We are starting to see more and more cold days in the forecast and the water temps in the Smokies are starting to drop into the low 40’s. The browns are finishing up their spawn and the days are getting shorter which means we are having to start earlier in the morning for a full day on the water. Just because it’s cold doesn’t mean the fishing is bad though. Nymphs will catch fish in the mornings and Blue Winged Olives will start to hatch around 11am or so, which means dry flies throughout the rest of the day. Also keep an eye out for bigger fish rising, we have been seeing several on each trip here and there.

Pheasantails and stonefly nymphs in sizes 18 to 12 will get you by until the bugs start hatching. For dries we have been using parachute bwo’s and adams from an 18 to a 14, no surprise there and the occasional october caddis in a 16 or 14. It has been an interesting fall so far and watching the browns spawn is really cool to see. Where these fish hide throughout the year at low water is unbelievable. They aren’t out for very long, but long enough to see them do their thing.

2 pair just feet from each other.

Don’t forget about the tailwaters this time of year either. There are still opportunities there for some good fishing whether you like fishing nymphs or big ugly streamers. TVA has been giving the rivers a break from generation here and there which allows more time to float and wade fish. Keep in mind that the tailwaters stay a fairly consistent temperature throughout the year even in the winter.
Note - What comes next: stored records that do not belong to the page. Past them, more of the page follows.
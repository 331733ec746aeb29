//! Voice pool: fixed set of voices with allocation and stealing.
//!
//! Voices are created once; note-on only selects an index, so the audio
//! thread never grows or shrinks the pool.

use super::voice::{Voice, VoiceParams};

/// Number of voices the reference instrument ships with.
pub const DEFAULT_VOICES: usize = 5;

pub struct VoicePool {
    voices: Vec<Voice>,
    params: VoiceParams,
    /// Mono mix bus the voices add into before fan-out to the channels.
    scratch: Vec<f64>,
    next_stamp: u64,
}

impl VoicePool {
    pub fn new(num_voices: usize, sample_rate: f64, max_block_size: usize) -> Self {
        let num_voices = num_voices.max(1);
        VoicePool {
            voices: (0..num_voices).map(|_| Voice::new(sample_rate)).collect(),
            params: VoiceParams::default(),
            scratch: vec![0.0; max_block_size.max(1)],
            next_stamp: 0,
        }
    }

    /// Reconfigure for a new sample rate / block size. Not real-time safe.
    pub fn prepare(&mut self, sample_rate: f64, max_block_size: usize) {
        for voice in &mut self.voices {
            voice.stop_note(false);
            voice.set_sample_rate(sample_rate);
        }
        self.scratch = vec![0.0; max_block_size.max(1)];
    }

    pub fn capacity(&self) -> usize {
        self.voices.len()
    }

    pub fn max_block_size(&self) -> usize {
        self.scratch.len()
    }

    pub fn voices(&self) -> &[Voice] {
        &self.voices
    }

    pub fn active_count(&self) -> usize {
        self.voices.iter().filter(|v| v.is_active()).count()
    }

    /// Push the per-block parameter snapshot into every voice.
    pub fn apply_params(&mut self, params: &VoiceParams) {
        self.params = *params;
        for voice in &mut self.voices {
            voice.apply_params(params);
        }
    }

    /// Start a note on an idle voice, or steal one. Returns the voice index.
    pub fn note_on(&mut self, note: u8, velocity: f64) -> usize {
        // A key struck again while still held releases its previous voice.
        for voice in &mut self.voices {
            if voice.is_key_down() && voice.note() == note {
                voice.stop_note(true);
            }
        }

        let index = self.select_voice();
        let voice = &mut self.voices[index];
        if voice.is_active() {
            voice.stop_note(false);
        }
        self.next_stamp += 1;
        voice.start_note(note, velocity, &self.params, self.next_stamp);
        index
    }

    /// Release every held voice playing `note`. Unknown notes are ignored.
    pub fn note_off(&mut self, note: u8) {
        for voice in &mut self.voices {
            if voice.is_key_down() && voice.note() == note {
                voice.stop_note(true);
            }
        }
    }

    pub fn all_notes_off(&mut self, hard: bool) {
        for voice in &mut self.voices {
            if hard {
                voice.stop_note(false);
            } else if voice.is_active() {
                voice.stop_note(true);
            }
        }
    }

    /// Idle voice first, then the quietest releasing voice, then the oldest.
    fn select_voice(&self) -> usize {
        if let Some(i) = self.voices.iter().position(|v| !v.is_active()) {
            return i;
        }

        let quietest_release = self
            .voices
            .iter()
            .enumerate()
            .filter(|(_, v)| v.is_releasing())
            .min_by(|(_, a), (_, b)| a.amp_level().total_cmp(&b.amp_level()))
            .map(|(i, _)| i);
        if let Some(i) = quietest_release {
            return i;
        }

        self.voices
            .iter()
            .enumerate()
            .min_by_key(|(_, v)| v.started_at())
            .map(|(i, _)| i)
            .unwrap_or(0)
    }

    /// Render all voices and add the result to every channel at
    /// `start..start + num_samples`. `num_samples` must not exceed
    /// [`VoicePool::max_block_size`].
    pub fn render_next_block(&mut self, output: &mut [&mut [f32]], start: usize, num_samples: usize) {
        let num_samples = num_samples.min(self.scratch.len());
        let mix = &mut self.scratch[..num_samples];
        mix.fill(0.0);

        for voice in &mut self.voices {
            voice.render_next_block(mix);
        }

        for channel in output.iter_mut() {
            let end = (start + num_samples).min(channel.len());
            if start >= end {
                continue;
            }
            for (out, &s) in channel[start..end].iter_mut().zip(mix.iter()) {
                *out += s as f32;
            }
        }
    }
}

#[cfg(test)]
mod tests {
    use super::*;

    fn pool() -> VoicePool {
        VoicePool::new(DEFAULT_VOICES, 44100.0, 512)
    }

    fn render(pool: &mut VoicePool, n: usize) {
        let mut left = vec![0.0f32; n];
        let mut channels: [&mut [f32]; 1] = [&mut left];
        pool.render_next_block(&mut channels, 0, n);
    }

    #[test]
    fn uses_idle_voices_first() {
        let mut p = pool();
        let picked: Vec<usize> = (60..65).map(|n| p.note_on(n, 1.0)).collect();
        assert_eq!(picked, vec![0, 1, 2, 3, 4]);
        assert_eq!(p.active_count(), 5);
    }

    #[test]
    fn steals_oldest_when_all_held() {
        let mut p = pool();
        for n in 60..65 {
            p.note_on(n, 1.0);
            render(&mut p, 64);
        }
        let index = p.note_on(72, 1.0);
        assert_eq!(index, 0, "first-triggered voice should be stolen");
        assert_eq!(p.active_count(), 5);
        let notes: Vec<u8> = p.voices().iter().map(|v| v.note()).collect();
        assert_eq!(notes, vec![72, 61, 62, 63, 64]);
    }

    #[test]
    fn prefers_quietest_releasing_voice() {
        let mut p = pool();
        let mut params = VoiceParams::default();
        params.amp.attack = 0.001;
        params.amp.release = 1.0;
        p.apply_params(&params);

        for n in 60..65 {
            p.note_on(n, 1.0);
        }
        render(&mut p, 512);
        p.note_off(62);
        render(&mut p, 512);
        p.note_off(63);
        render(&mut p, 128);

        // 62 has been releasing longer, so it is quieter.
        let index = p.note_on(80, 1.0);
        assert_eq!(index, 2);
        assert_eq!(p.active_count(), 5);
    }

    #[test]
    fn note_off_without_match_is_noop() {
        let mut p = pool();
        p.note_on(60, 1.0);
        render(&mut p, 64);
        let before: Vec<(bool, bool, f64)> = p
            .voices()
            .iter()
            .map(|v| (v.is_active(), v.is_key_down(), v.amp_level()))
            .collect();
        p.note_off(99);
        let after: Vec<(bool, bool, f64)> = p
            .voices()
            .iter()
            .map(|v| (v.is_active(), v.is_key_down(), v.amp_level()))
            .collect();
        assert_eq!(before, after);
    }

    #[test]
    fn repeated_note_on_releases_previous_voice() {
        let mut p = pool();
        let first = p.note_on(60, 1.0);
        render(&mut p, 256);
        let second = p.note_on(60, 1.0);
        assert_ne!(first, second);
        assert!(p.voices()[first].is_releasing());
        assert!(p.voices()[second].is_key_down());
    }

    #[test]
    fn never_more_than_capacity_active() {
        let mut p = pool();
        for i in 0..200u32 {
            p.note_on((i % 40 + 30) as u8, 0.5);
            if i % 3 == 0 {
                p.note_off(((i + 7) % 40 + 30) as u8);
            }
            render(&mut p, 37);
            assert!(p.active_count() <= p.capacity());
        }
    }

    #[test]
    fn all_notes_off_hard_silences_everything() {
        let mut p = pool();
        for n in 60..63 {
            p.note_on(n, 1.0);
        }
        p.all_notes_off(true);
        assert_eq!(p.active_count(), 0);
    }

    #[test]
    fn all_notes_off_soft_releases() {
        let mut p = pool();
        for n in 60..63 {
            p.note_on(n, 1.0);
        }
        render(&mut p, 256);
        p.all_notes_off(false);
        assert_eq!(p.active_count(), 3);
        assert!(p.voices().iter().filter(|v| v.is_active()).all(|v| v.is_releasing()));
    }

    #[test]
    fn mixes_additively_into_every_channel() {
        let mut p = pool();
        p.note_on(69, 1.0);
        let mut left = vec![1.0f32; 256];
        let mut right = vec![0.0f32; 256];
        {
            let mut channels: [&mut [f32]; 2] = [&mut left, &mut right];
            p.render_next_block(&mut channels, 0, 256);
        }
        for (l, r) in left.iter().zip(right.iter()) {
            assert!((l - 1.0 - r).abs() < 1e-6, "channels should carry the same voice mix");
        }
        assert!(right.iter().any(|s| s.abs() > 0.0));
    }
}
As the season winds down and the trips get more spaced out, we get some time on the water to jerk some jaws and play around a bit, try some new flies and scout out more spots.  The smallmouth fishing has slowed down a lot and as it gets colder they will get into their wintering holes and wait for spring. This will give us plenty of time to stock back up on streamers and poppers for next season. In the mean time we will be in the park and tailwaters chasing trout, which like the cold water. I hope that the cold weather doesn’t stop you from getting out and getting in some fishing. Take care and hope to see you on the water.